CPT® 2016 will change that with new code 69209 (Removal impacted cerumen using irrigation/lavage, unilateral).

Irrigation or lavage is standard practice at many physician practices. “It is basically what primary care doctors do to remove cerumen,” explains Barbara J. Cobuzzi, MBA, CPC, COC, CPC-P, CENTC, CPCO, vice president of the coding and consulting division of J. & S. Stark Billing & Consulting, Inc., in Shrewsbury, N.J. 

Important: Physicians will have to demonstrate that they provided a significant and separately identifiable E/M service (represented by modifier 25) in order to bill an E/M and the new code 69209 if it is not status B (bundled) in the payer’s fee schedule. “Once the insurers release their fee schedules, it will be important to determine whether 69209 has a status of B, meaning that it’s bundled with the E/M and therefore cannot be reported separately,” says Cobuzzi.

Consider 69210 If Cerumen Is Impacted

If the physician removes clinically impacted cerumen from an established patient’s ear using instrumentation, you should still report 69210 for the procedure in 2016.

Long story short: If the physician isn’t involved in the cerumen removal, then you can forget about 69210. By definition, impacted cerumen requires a physician’s skill to remove. Payers might consider cerumen impacted if it is impairing a patient’s external auditory canal, tympanic membrane, or middle ear. Impacted cerumen is typically very hard and dry, and often causes pain or itching to the patient.

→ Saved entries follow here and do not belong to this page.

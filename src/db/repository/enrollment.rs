use chrono::NaiveDateTime;
use rusqlite::{params, Connection, OptionalExtension};

use super::{
    fetch_id_page, fetch_ids, load_tracked_entity, parse_enum, restrict_org_units, MetadataCache,
    SqlFilter,
};
use crate::db::DatabaseError;
use crate::export::page::{Page, PageParams};
use crate::export::params::{EnrollmentOrderField, EnrollmentQueryParams, SortDirection};
use crate::models::*;

pub fn insert_enrollment(conn: &Connection, enrollment: &Enrollment) -> Result<(), DatabaseError> {
    conn.execute(
        "INSERT INTO enrollment (enrollmentid, uid, trackedentityid, programid, organisationunitid,
         geometry, created, createdatclient, lastupdated, lastupdatedatclient, status,
         enrollmentdate, occurreddate, followup, completeddate, completedby, storedby,
         createdbyuid, createdbyusername, lastupdatedbyuid, lastupdatedbyusername, deleted)
         VALUES (?1, ?2, ?3, ?4, ?5, ?6, ?7, ?8, ?9, ?10, ?11, ?12, ?13, ?14, ?15, ?16, ?17,
         ?18, ?19, ?20, ?21, ?22)",
        params![
            enrollment.id,
            enrollment.uid,
            enrollment.tracked_entity.as_ref().map(|te| te.id),
            enrollment.program.id,
            enrollment.org_unit.id,
            enrollment.geometry,
            enrollment.created,
            enrollment.created_at_client,
            enrollment.last_updated,
            enrollment.last_updated_at_client,
            enrollment.status.as_str(),
            enrollment.enrollment_date,
            enrollment.occurred_date,
            enrollment.follow_up as i32,
            enrollment.completed_date,
            enrollment.completed_by,
            enrollment.stored_by,
            enrollment.created_by.as_ref().map(|u| u.uid.as_str()),
            enrollment.created_by.as_ref().map(|u| u.username.as_str()),
            enrollment.last_updated_by.as_ref().map(|u| u.uid.as_str()),
            enrollment.last_updated_by.as_ref().map(|u| u.username.as_str()),
            enrollment.deleted as i32,
        ],
    )?;
    for note in &enrollment.notes {
        insert_note(conn, note, NoteOwner::Enrollment(enrollment.id))?;
    }
    Ok(())
}

/// Row a note hangs off.
#[derive(Debug, Clone, Copy)]
pub enum NoteOwner {
    Enrollment(i64),
    Event(i64),
}

pub fn insert_note(conn: &Connection, note: &Note, owner: NoteOwner) -> Result<(), DatabaseError> {
    let (enrollment_id, event_id) = match owner {
        NoteOwner::Enrollment(id) => (Some(id), None),
        NoteOwner::Event(id) => (None, Some(id)),
    };
    conn.execute(
        "INSERT INTO note (uid, value, storedby, created, enrollmentid, eventid)
         VALUES (?1, ?2, ?3, ?4, ?5, ?6)",
        params![
            note.uid,
            note.value,
            note.stored_by,
            note.created,
            enrollment_id,
            event_id
        ],
    )?;
    Ok(())
}

pub(super) fn get_notes(conn: &Connection, owner: NoteOwner) -> Result<Vec<Note>, DatabaseError> {
    let (column, id) = match owner {
        NoteOwner::Enrollment(id) => ("enrollmentid", id),
        NoteOwner::Event(id) => ("eventid", id),
    };
    let mut stmt = conn.prepare(&format!(
        "SELECT uid, value, storedby, created FROM note WHERE {column} = ?1 ORDER BY noteid"
    ))?;
    let rows = stmt.query_map(params![id], |row| {
        Ok(Note {
            uid: row.get(0)?,
            value: row.get(1)?,
            stored_by: row.get(2)?,
            created: row.get(3)?,
        })
    })?;
    rows.map(|r| r.map_err(DatabaseError::from)).collect()
}

fn user_info(uid: Option<String>, username: Option<String>) -> Option<UserInfo> {
    uid.map(|uid| UserInfo {
        uid,
        username: username.unwrap_or_default(),
    })
}

struct EnrollmentRow {
    id: i64,
    uid: String,
    tracked_entity_id: Option<i64>,
    program_id: i64,
    org_unit_id: i64,
    geometry: Option<String>,
    created: Option<NaiveDateTime>,
    created_at_client: Option<NaiveDateTime>,
    last_updated: Option<NaiveDateTime>,
    last_updated_at_client: Option<NaiveDateTime>,
    status: String,
    enrollment_date: Option<NaiveDateTime>,
    occurred_date: Option<NaiveDateTime>,
    follow_up: bool,
    completed_date: Option<NaiveDateTime>,
    completed_by: Option<String>,
    stored_by: Option<String>,
    created_by: Option<UserInfo>,
    last_updated_by: Option<UserInfo>,
    deleted: bool,
}

/// Load one enrollment with its tracked entity, program, org unit and notes.
/// Nested events, relationships and attributes are left unset.
pub fn load_enrollment(
    meta: &mut MetadataCache,
    id: i64,
) -> Result<Option<Enrollment>, DatabaseError> {
    let conn = meta.conn();
    let row = conn
        .query_row(
            "SELECT * FROM enrollment WHERE enrollmentid = ?1",
            params![id],
            |row| {
                Ok(EnrollmentRow {
                    id: row.get("enrollmentid")?,
                    uid: row.get("uid")?,
                    tracked_entity_id: row.get("trackedentityid")?,
                    program_id: row.get("programid")?,
                    org_unit_id: row.get("organisationunitid")?,
                    geometry: row.get("geometry")?,
                    created: row.get("created")?,
                    created_at_client: row.get("createdatclient")?,
                    last_updated: row.get("lastupdated")?,
                    last_updated_at_client: row.get("lastupdatedatclient")?,
                    status: row.get("status")?,
                    enrollment_date: row.get("enrollmentdate")?,
                    occurred_date: row.get("occurreddate")?,
                    follow_up: row.get("followup")?,
                    completed_date: row.get("completeddate")?,
                    completed_by: row.get("completedby")?,
                    stored_by: row.get("storedby")?,
                    created_by: user_info(row.get("createdbyuid")?, row.get("createdbyusername")?),
                    last_updated_by: user_info(
                        row.get("lastupdatedbyuid")?,
                        row.get("lastupdatedbyusername")?,
                    ),
                    deleted: row.get("deleted")?,
                })
            },
        )
        .optional()?;

    let Some(row) = row else {
        return Ok(None);
    };

    let tracked_entity = match row.tracked_entity_id {
        Some(te_id) => load_tracked_entity(meta, te_id)?,
        None => None,
    };

    Ok(Some(Enrollment {
        id: row.id,
        uid: row.uid,
        tracked_entity,
        program: meta.program(row.program_id)?,
        org_unit: meta.org_unit(row.org_unit_id)?,
        geometry: row.geometry,
        created: row.created,
        created_at_client: row.created_at_client,
        last_updated: row.last_updated,
        last_updated_at_client: row.last_updated_at_client,
        status: parse_enum(&row.status)?,
        enrollment_date: row.enrollment_date,
        occurred_date: row.occurred_date,
        follow_up: row.follow_up,
        completed_date: row.completed_date,
        completed_by: row.completed_by,
        stored_by: row.stored_by,
        created_by: row.created_by,
        last_updated_by: row.last_updated_by,
        deleted: row.deleted,
        notes: get_notes(conn, NoteOwner::Enrollment(row.id))?,
        events: None,
        relationship_items: None,
        attributes: None,
    }))
}

pub fn get_enrollment_by_uid(
    conn: &Connection,
    uid: &str,
) -> Result<Option<Enrollment>, DatabaseError> {
    let id: Option<i64> = conn
        .query_row(
            "SELECT enrollmentid FROM enrollment WHERE uid = ?1",
            params![uid],
            |row| row.get(0),
        )
        .optional()?;
    match id {
        Some(id) => load_enrollment(&mut MetadataCache::new(conn), id),
        None => Ok(None),
    }
}

const SELECT_ENROLLMENT_IDS: &str = "SELECT en.enrollmentid FROM enrollment en
     JOIN organisationunit ou ON ou.organisationunitid = en.organisationunitid
     LEFT JOIN trackedentity te ON te.trackedentityid = en.trackedentityid
     WHERE 1=1";

fn enrollment_filter(params: &EnrollmentQueryParams) -> SqlFilter {
    let mut filter = SqlFilter::new();
    if !params.enrollments.is_empty() {
        let uids = filter.bind_all(params.enrollments.iter().cloned());
        filter.and(format!("en.uid IN ({uids})"));
    }
    if let Some(program) = &params.program {
        let id = filter.bind(program.id);
        filter.and(format!("en.programid = {id}"));
    }
    if let Some(te_type) = &params.tracked_entity_type {
        let id = filter.bind(te_type.id);
        filter.and(format!("te.trackedentitytypeid = {id}"));
    }
    if let Some(te) = &params.tracked_entity {
        let uid = filter.bind(te.clone());
        filter.and(format!("te.uid = {uid}"));
    }
    if let Some(status) = params.enrollment_status {
        let status = filter.bind(status.as_str());
        filter.and(format!("en.status = {status}"));
    }
    if let Some(follow_up) = params.follow_up {
        let follow_up = filter.bind(follow_up as i32);
        filter.and(format!("en.followup = {follow_up}"));
    }
    if let Some(last_updated) = params.last_updated {
        let bound = filter.bind(last_updated);
        filter.and(format!("en.lastupdated >= {bound}"));
    }
    if let Some(after) = params.enrolled_after {
        let bound = filter.bind(after);
        filter.and(format!("en.enrollmentdate >= {bound}"));
    }
    if let Some(before) = params.enrolled_before {
        let bound = filter.bind(before);
        filter.and(format!("en.enrollmentdate <= {bound}"));
    }
    if !params.include_deleted {
        filter.and("en.deleted = 0");
    }
    restrict_org_units(&mut filter, "ou", params.org_unit_mode, &params.org_units);
    filter
}

fn order_column(field: EnrollmentOrderField) -> &'static str {
    match field {
        EnrollmentOrderField::Created => "en.created",
        EnrollmentOrderField::LastUpdated => "en.lastupdated",
        EnrollmentOrderField::EnrolledAt => "en.enrollmentdate",
        EnrollmentOrderField::OccurredAt => "en.occurreddate",
        EnrollmentOrderField::CompletedAt => "en.completeddate",
    }
}

fn enrollment_order_by(params: &EnrollmentQueryParams) -> String {
    let mut columns: Vec<String> = params
        .order
        .iter()
        .map(|(field, direction)| {
            let dir = match direction {
                SortDirection::Asc => "ASC",
                SortDirection::Desc => "DESC",
            };
            format!("{} {dir}", order_column(*field))
        })
        .collect();
    columns.push("en.enrollmentid".to_string());
    columns.join(", ")
}

fn load_all(conn: &Connection, ids: Vec<i64>) -> Result<Vec<Enrollment>, DatabaseError> {
    let mut meta = MetadataCache::new(conn);
    let mut enrollments = Vec::with_capacity(ids.len());
    for id in ids {
        if let Some(enrollment) = load_enrollment(&mut meta, id)? {
            enrollments.push(enrollment);
        }
    }
    Ok(enrollments)
}

/// All enrollments matching `params`, in store order.
pub fn query_enrollments(
    conn: &Connection,
    params: &EnrollmentQueryParams,
) -> Result<Vec<Enrollment>, DatabaseError> {
    let filter = enrollment_filter(params);
    let ids = fetch_ids(conn, SELECT_ENROLLMENT_IDS, &filter, &enrollment_order_by(params))?;
    load_all(conn, ids)
}

pub fn query_enrollment_page(
    conn: &Connection,
    params: &EnrollmentQueryParams,
    page: &PageParams,
) -> Result<Page<Enrollment>, DatabaseError> {
    let filter = enrollment_filter(params);
    let ids = fetch_id_page(
        conn,
        SELECT_ENROLLMENT_IDS,
        &filter,
        &enrollment_order_by(params),
        page,
    )?;
    let enrollments = load_all(conn, ids.items.clone())?;
    Ok(ids.with_items(enrollments))
}

/// Non-deleted enrollments of a tracked entity.
pub fn count_active_enrollments(conn: &Connection, te_uid: &str) -> Result<i64, DatabaseError> {
    let count = conn.query_row(
        "SELECT COUNT(*) FROM enrollment en
         JOIN trackedentity te ON te.trackedentityid = en.trackedentityid
         WHERE te.uid = ?1 AND en.deleted = 0",
        params![te_uid],
        |row| row.get(0),
    )?;
    Ok(count)
}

As the code descriptor indicates, the physician must also use instrumentation for you to be able to code cerumen removal with 69210. Instrumentation the physician might use includes, but is not limited to, suction, probes, forceps, curettes, and right angle hooks.

If the provider removes non-impacted cerumen from a patient’s ear, you should report the new code 69209 or the appropriate-level E/M code, depending on encounter notes.

Note These Changes to Vaccine Codes

As with every year, physician practices will also see some changes to vaccine codes in CPT® 2016. You will have to add four new vaccine codes to your kitty while making note of many changes to the descriptors of old codes.

The four new codes that you will see in 2016 include:

  • 90620 (Meningococcal recombinant protein and outer membrane vesicle vaccine, serogroup B [MenB], 2 dose schedule, for intramuscular use)
  • 90621 (Meningococcal recombinant lipoprotein vaccine, serogroup B [MenB], 3 dose schedule, for intramuscular use)
  • 90625 (Cholera vaccine, live, adult dosage, 1 dose schedule, for oral use)
  • 90697 (Diphtheria, tetanus toxoids, acellular pertussis vaccine, inactivated poliovirus vaccine, Haemophilus influenzae type b PRP-OMP conjugate vaccine, and hepatitis B vaccine [DTaP-IPV-Hib¬-HepB], for intramuscular use)

In addition, you will see descriptor changes to many of the vaccine codes that you may use in your practice. Also, you will see some of the old codes disappearing when CPT® 2106 comes into effect.